• **Problem to solve**
If a line in the data contains "static", copy it out.

[[ Dataset records open ]]

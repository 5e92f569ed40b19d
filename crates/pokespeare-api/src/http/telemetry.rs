//! HTTP metrics middleware for request counting.
use std::future::Future;
use std::pin::Pin;
use std::task::{Context as TaskContext, Poll};

use axum::extract::MatchedPath;
use axum::http::Request;
use pokespeare_telemetry::{Metrics, request_id_or_empty, with_request_context};
use tower::{Layer, Service};

use crate::http::constants::HEADER_REQUEST_ID;

/// Counts requests per matched route and status code.
#[derive(Clone)]
pub(crate) struct HttpMetricsLayer {
    telemetry: Metrics,
}

impl HttpMetricsLayer {
    pub(crate) const fn new(telemetry: Metrics) -> Self {
        Self { telemetry }
    }
}

impl<S> Layer<S> for HttpMetricsLayer {
    type Service = HttpMetricsService<S>;

    fn layer(&self, inner: S) -> Self::Service {
        HttpMetricsService {
            inner,
            telemetry: self.telemetry.clone(),
        }
    }
}

#[derive(Clone)]
pub(crate) struct HttpMetricsService<S> {
    inner: S,
    telemetry: Metrics,
}

impl<S, B> Service<Request<B>> for HttpMetricsService<S>
where
    S: Service<Request<B>, Response = axum::response::Response> + Clone + Send + 'static,
    S::Future: Send + 'static,
    S::Error: Send,
    B: Send + 'static,
{
    type Response = S::Response;
    type Error = S::Error;
    type Future = Pin<Box<dyn Future<Output = Result<Self::Response, Self::Error>> + Send>>;

    fn poll_ready(&mut self, cx: &mut TaskContext<'_>) -> Poll<Result<(), Self::Error>> {
        self.inner.poll_ready(cx)
    }

    fn call(&mut self, req: Request<B>) -> Self::Future {
        let route = req.extensions().get::<MatchedPath>().map_or_else(
            || req.uri().path().to_string(),
            |matched| matched.as_str().to_string(),
        );
        let request_id = request_id_or_empty(
            req.headers()
                .get(HEADER_REQUEST_ID)
                .map(axum::http::HeaderValue::as_bytes),
        );
        let telemetry = self.telemetry.clone();
        let fut = self.inner.call(req);

        Box::pin(async move {
            with_request_context(request_id, route.clone(), async move {
                let response = fut.await?;
                telemetry.inc_http_request(&route, response.status().as_u16());
                Ok(response)
            })
            .await
        })
    }
}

[[ Dataset records closed ]]

• **Task result**
    S: Service<Request<B>, Response = axum::response::Response> + Clone + Send + 'static,
    S::Future: Send + 'static,
    B: Send + 'static,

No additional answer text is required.